:: What you will do ::
Search the data for the word "agents" and copy every line where it occurs.

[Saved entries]
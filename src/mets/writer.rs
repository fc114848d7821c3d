//! Description-document writer.
//!
//! Serializes a [`Mets`] assembled by the builder. The writer is shape-only:
//! it emits exactly what the struct holds and decides nothing about zone
//! paths or checksums.

use std::io::Cursor;
use std::path::Path;

use quick_xml::events::{BytesDecl, BytesEnd, BytesStart, BytesText, Event};
use quick_xml::Writer;

use crate::error::Result;
use crate::mets::{
    AgentEntry, Div, FileEntry, FileGrp, MdRef, MdSection, MdSectionKind, Mets, MetsHeader,
    StructMap, METS_NS, XLINK_NS,
};

type XmlWriter = Writer<Cursor<Vec<u8>>>;

/// Serialize a description document to a string.
pub fn write_string(mets: &Mets) -> Result<String> {
    let mut writer = Writer::new_with_indent(Cursor::new(Vec::new()), b' ', 2);

    writer.write_event(Event::Decl(BytesDecl::new("1.0", Some("UTF-8"), None)))?;

    let mut root = BytesStart::new("mets");
    root.push_attribute(("xmlns", METS_NS));
    root.push_attribute(("xmlns:xlink", XLINK_NS));
    push_opt(&mut root, "OBJID", mets.objid.as_deref());
    push_opt(&mut root, "TYPE", mets.type_attr.as_deref());
    push_opt(&mut root, "LABEL", mets.label.as_deref());
    push_opt(&mut root, "PROFILE", mets.profile.as_deref());
    writer.write_event(Event::Start(root))?;

    if let Some(header) = &mets.header {
        write_header(&mut writer, header)?;
    }

    for section in &mets.md_sections {
        if section.kind == MdSectionKind::Descriptive {
            write_md_section(&mut writer, section)?;
        }
    }
    let amd_sections: Vec<&MdSection> = mets
        .md_sections
        .iter()
        .filter(|s| s.kind != MdSectionKind::Descriptive)
        .collect();
    if !amd_sections.is_empty() {
        writer.write_event(Event::Start(BytesStart::new("amdSec")))?;
        for section in amd_sections {
            write_md_section(&mut writer, section)?;
        }
        writer.write_event(Event::End(BytesEnd::new("amdSec")))?;
    }

    if !mets.file_grps.is_empty() {
        writer.write_event(Event::Start(BytesStart::new("fileSec")))?;
        for grp in &mets.file_grps {
            write_file_grp(&mut writer, grp)?;
        }
        writer.write_event(Event::End(BytesEnd::new("fileSec")))?;
    }

    for map in &mets.struct_maps {
        write_struct_map(&mut writer, map)?;
    }

    writer.write_event(Event::End(BytesEnd::new("mets")))?;

    let bytes = writer.into_inner().into_inner();
    String::from_utf8(bytes).map_err(|e| crate::error::Error::Xml(e.to_string()))
}

/// Serialize a description document straight to a file.
pub fn write_file(mets: &Mets, path: &Path) -> Result<()> {
    let xml = write_string(mets)?;
    std::fs::write(path, xml)?;
    Ok(())
}

fn write_header(writer: &mut XmlWriter, header: &MetsHeader) -> Result<()> {
    let mut start = BytesStart::new("metsHdr");
    push_opt(&mut start, "CREATEDATE", header.create_date.as_deref());
    push_opt(&mut start, "LASTMODDATE", header.last_mod_date.as_deref());
    push_opt(&mut start, "RECORDSTATUS", header.record_status.as_deref());

    if header.agents.is_empty() {
        writer.write_event(Event::Empty(start))?;
        return Ok(());
    }
    writer.write_event(Event::Start(start))?;
    for agent in &header.agents {
        write_agent(writer, agent)?;
    }
    writer.write_event(Event::End(BytesEnd::new("metsHdr")))?;
    Ok(())
}

fn write_agent(writer: &mut XmlWriter, agent: &AgentEntry) -> Result<()> {
    let mut start = BytesStart::new("agent");
    push_opt(&mut start, "ROLE", agent.role.as_deref());
    push_opt(&mut start, "OTHERROLE", agent.other_role.as_deref());
    push_opt(&mut start, "TYPE", agent.agent_type.as_deref());
    push_opt(&mut start, "OTHERTYPE", agent.other_type.as_deref());
    writer.write_event(Event::Start(start))?;

    if let Some(name) = &agent.name {
        write_text_element(writer, "name", name)?;
    }
    for note in &agent.notes {
        write_text_element(writer, "note", note)?;
    }

    writer.write_event(Event::End(BytesEnd::new("agent")))?;
    Ok(())
}

fn section_element_name(kind: MdSectionKind) -> &'static str {
    match kind {
        MdSectionKind::Descriptive => "dmdSec",
        MdSectionKind::DigiProv => "digiprovMD",
        MdSectionKind::Tech => "techMD",
        MdSectionKind::Rights => "rightsMD",
        MdSectionKind::Source => "sourceMD",
    }
}

fn write_md_section(writer: &mut XmlWriter, section: &MdSection) -> Result<()> {
    let name = section_element_name(section.kind);
    let mut start = BytesStart::new(name);
    push_opt(&mut start, "ID", section.id.as_deref());
    push_opt(&mut start, "CREATED", section.created.as_deref());
    writer.write_event(Event::Start(start))?;

    if let Some(md_ref) = &section.md_ref {
        write_md_ref(writer, md_ref)?;
    }
    if let Some(wrap) = &section.md_wrap {
        let mut wrap_start = BytesStart::new("mdWrap");
        push_opt(&mut wrap_start, "ID", wrap.id.as_deref());
        push_opt(&mut wrap_start, "MDTYPE", wrap.md_type.as_deref());
        push_opt(&mut wrap_start, "OTHERMDTYPE", wrap.other_md_type.as_deref());
        push_opt(
            &mut wrap_start,
            "MDTYPEVERSION",
            wrap.md_type_version.as_deref(),
        );
        push_opt(&mut wrap_start, "MIMETYPE", wrap.mimetype.as_deref());
        push_opt(&mut wrap_start, "CREATED", wrap.created.as_deref());
        writer.write_event(Event::Start(wrap_start))?;
        writer.write_event(Event::Start(BytesStart::new("xmlData")))?;
        // already markup, not text to escape
        writer.write_event(Event::Text(BytesText::from_escaped(&wrap.xml_data)))?;
        writer.write_event(Event::End(BytesEnd::new("xmlData")))?;
        writer.write_event(Event::End(BytesEnd::new("mdWrap")))?;
    }

    writer.write_event(Event::End(BytesEnd::new(name)))?;
    Ok(())
}

fn write_md_ref(writer: &mut XmlWriter, md_ref: &MdRef) -> Result<()> {
    let mut start = BytesStart::new("mdRef");
    push_opt(&mut start, "ID", md_ref.id.as_deref());
    push_opt(&mut start, "LOCTYPE", md_ref.loctype.as_deref());
    push_opt(&mut start, "MDTYPE", md_ref.md_type.as_deref());
    push_opt(&mut start, "OTHERMDTYPE", md_ref.other_md_type.as_deref());
    push_opt(
        &mut start,
        "MDTYPEVERSION",
        md_ref.md_type_version.as_deref(),
    );
    push_opt(&mut start, "MIMETYPE", md_ref.mimetype.as_deref());
    push_opt(&mut start, "CREATED", md_ref.created.as_deref());
    if let Some(size) = md_ref.size {
        start.push_attribute(("SIZE", size.to_string().as_str()));
    }
    push_opt(&mut start, "CHECKSUM", md_ref.checksum.as_deref());
    push_opt(&mut start, "CHECKSUMTYPE", md_ref.checksum_type.as_deref());
    push_opt(&mut start, "xlink:href", md_ref.href.as_deref());
    writer.write_event(Event::Empty(start))?;
    Ok(())
}

fn write_file_grp(writer: &mut XmlWriter, grp: &FileGrp) -> Result<()> {
    let mut start = BytesStart::new("fileGrp");
    push_opt(&mut start, "ID", grp.id.as_deref());
    push_opt(&mut start, "USE", grp.use_attr.as_deref());
    writer.write_event(Event::Start(start))?;

    for file in &grp.files {
        write_file_entry(writer, file)?;
    }
    for nested in &grp.groups {
        write_file_grp(writer, nested)?;
    }

    writer.write_event(Event::End(BytesEnd::new("fileGrp")))?;
    Ok(())
}

fn write_file_entry(writer: &mut XmlWriter, file: &FileEntry) -> Result<()> {
    let mut start = BytesStart::new("file");
    push_opt(&mut start, "ID", file.id.as_deref());
    push_opt(&mut start, "MIMETYPE", file.mimetype.as_deref());
    if let Some(size) = file.size {
        start.push_attribute(("SIZE", size.to_string().as_str()));
    }
    push_opt(&mut start, "CREATED", file.created.as_deref());
    push_opt(&mut start, "CHECKSUM", file.checksum.as_deref());
    push_opt(&mut start, "CHECKSUMTYPE", file.checksum_type.as_deref());
    writer.write_event(Event::Start(start))?;

    for location in &file.locations {
        let mut flocat = BytesStart::new("FLocat");
        push_opt(&mut flocat, "LOCTYPE", location.loctype.as_deref());
        push_opt(&mut flocat, "xlink:href", location.href.as_deref());
        writer.write_event(Event::Empty(flocat))?;
    }

    writer.write_event(Event::End(BytesEnd::new("file")))?;
    Ok(())
}

fn write_struct_map(writer: &mut XmlWriter, map: &StructMap) -> Result<()> {
    let mut start = BytesStart::new("structMap");
    push_opt(&mut start, "ID", map.id.as_deref());
    push_opt(&mut start, "LABEL", map.label.as_deref());
    push_opt(&mut start, "TYPE", map.type_attr.as_deref());
    writer.write_event(Event::Start(start))?;

    if let Some(root) = &map.root {
        write_div(writer, root)?;
    }

    writer.write_event(Event::End(BytesEnd::new("structMap")))?;
    Ok(())
}

fn write_div(writer: &mut XmlWriter, div: &Div) -> Result<()> {
    let mut start = BytesStart::new("div");
    push_opt(&mut start, "ID", div.id.as_deref());
    push_opt(&mut start, "LABEL", div.label.as_deref());
    push_opt(&mut start, "TYPE", div.type_attr.as_deref());
    if !div.dmd_ids.is_empty() {
        start.push_attribute(("DMDID", div.dmd_ids.join(" ").as_str()));
    }

    if div.children.is_empty() && div.file_pointers.is_empty() && div.doc_pointers.is_empty() {
        writer.write_event(Event::Empty(start))?;
        return Ok(());
    }
    writer.write_event(Event::Start(start))?;

    for href in &div.doc_pointers {
        let mut mptr = BytesStart::new("mptr");
        mptr.push_attribute(("LOCTYPE", "URL"));
        mptr.push_attribute(("xlink:href", href.as_str()));
        writer.write_event(Event::Empty(mptr))?;
    }
    for file_id in &div.file_pointers {
        let mut fptr = BytesStart::new("fptr");
        fptr.push_attribute(("FILEID", file_id.as_str()));
        writer.write_event(Event::Empty(fptr))?;
    }
    for child in &div.children {
        write_div(writer, child)?;
    }

    writer.write_event(Event::End(BytesEnd::new("div")))?;
    Ok(())
}

fn write_text_element(writer: &mut XmlWriter, name: &str, text: &str) -> Result<()> {
    writer.write_event(Event::Start(BytesStart::new(name)))?;
    writer.write_event(Event::Text(BytesText::new(text)))?;
    writer.write_event(Event::End(BytesEnd::new(name)))?;
    Ok(())
}

fn push_opt(start: &mut BytesStart<'_>, key: &str, value: Option<&str>) {
    if let Some(value) = value {
        start.push_attribute((key, value));
    }
}

#[cfg(test)]
mod tests {
    use super::*;
    use crate::mets::reader;
    use crate::mets::{FileLocation, MdWrap};

    fn sample_mets() -> Mets {
        let mut mets = Mets {
            objid: Some("SIP_7".into()),
            type_attr: Some("SIP:MIXED".into()),
            profile: Some("https://earkcsip.dilcis.eu/profile/E-ARK-SIP.xml".into()),
            ..Default::default()
        };
        mets.header = Some(MetsHeader {
            create_date: Some("2024-03-01T10:00:00Z".into()),
            record_status: Some("NEW".into()),
            agents: vec![AgentEntry {
                role: Some("CREATOR".into()),
                agent_type: Some("OTHER".into()),
                other_type: Some("SOFTWARE".into()),
                name: Some("earkive".into()),
                notes: vec!["0.1.0".into()],
                ..Default::default()
            }],
            ..Default::default()
        });
        mets.md_sections.push(MdSection {
            id: Some("DMD1".into()),
            md_ref: Some(MdRef {
                id: Some("REF1".into()),
                href: Some("metadata/descriptive/dc.xml".into()),
                loctype: Some("URL".into()),
                md_type: Some("DC".into()),
                checksum: Some("00ff".into()),
                checksum_type: Some("SHA-256".into()),
                ..Default::default()
            }),
            ..MdSection::new(MdSectionKind::Descriptive)
        });
        mets.md_sections.push(MdSection {
            id: Some("AMD1".into()),
            md_wrap: Some(MdWrap {
                md_type: Some("OTHER".into()),
                other_md_type: Some("Voc_expedient".into()),
                mimetype: Some("text/xml".into()),
                xml_data: "<voc:exp xmlns:voc=\"urn:example\">x</voc:exp>".into(),
                ..Default::default()
            }),
            ..MdSection::new(MdSectionKind::DigiProv)
        });
        mets.file_grps.push(FileGrp {
            id: Some("GRP1".into()),
            use_attr: Some("Data".into()),
            files: vec![FileEntry {
                id: Some("FILE1".into()),
                size: Some(10),
                checksum_type: Some("SHA-256".into()),
                locations: vec![FileLocation {
                    href: Some("representations/rep1/data/a.txt".into()),
                    loctype: Some("URL".into()),
                }],
                ..Default::default()
            }],
            ..Default::default()
        });
        mets.struct_maps.push(StructMap {
            id: Some("CSIP".into()),
            label: Some("Common Specification structural map".into()),
            root: Some(Div {
                label: Some("SIP_7".into()),
                children: vec![Div {
                    label: Some("representations".into()),
                    children: vec![Div {
                        label: Some("rep1".into()),
                        file_pointers: vec!["FILE1".into()],
                        ..Default::default()
                    }],
                    ..Default::default()
                }],
                ..Default::default()
            }),
            ..Default::default()
        });
        mets
    }

    #[test]
    fn test_written_document_parses_back() {
        let mets = sample_mets();
        let xml = write_string(&mets).unwrap();

        let parsed = reader::parse_str(&xml).unwrap();
        assert_eq!(parsed.objid.as_deref(), Some("SIP_7"));
        assert_eq!(parsed.md_sections.len(), 2);
        assert_eq!(parsed.md_sections[1].kind, MdSectionKind::DigiProv);
        assert!(parsed.md_sections[1]
            .md_wrap
            .as_ref()
            .unwrap()
            .xml_data
            .contains("voc:exp"));
        assert_eq!(parsed.file_grps.len(), 1);
        assert_eq!(
            parsed.file_grps[0].files[0].href(),
            Some("representations/rep1/data/a.txt")
        );
        let root = parsed.struct_maps[0].root.as_ref().unwrap();
        let reps = root.child_by_label("representations").unwrap();
        assert_eq!(reps.children[0].file_pointers, vec!["FILE1".to_string()]);
    }

    #[test]
    fn test_amd_children_share_one_amd_sec() {
        let mets = sample_mets();
        let xml = write_string(&mets).unwrap();
        assert_eq!(xml.matches("<amdSec>").count(), 1);
        assert!(xml.contains("<digiprovMD"));
    }

    #[test]
    fn test_agent_text_is_escaped() {
        let mut mets = sample_mets();
        if let Some(header) = mets.header.as_mut() {
            header.agents[0].name = Some("Arxiu <Nacional> & Co".into());
        }
        let xml = write_string(&mets).unwrap();
        assert!(xml.contains("Arxiu &lt;Nacional&gt; &amp; Co"));
    }
}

:: Solution to this exercise ::
    if header.agents.is_empty() {
    for agent in &header.agents {
            agents: vec![AgentEntry {
            header.agents[0].name = Some("Arxiu <Nacional> & Co".into());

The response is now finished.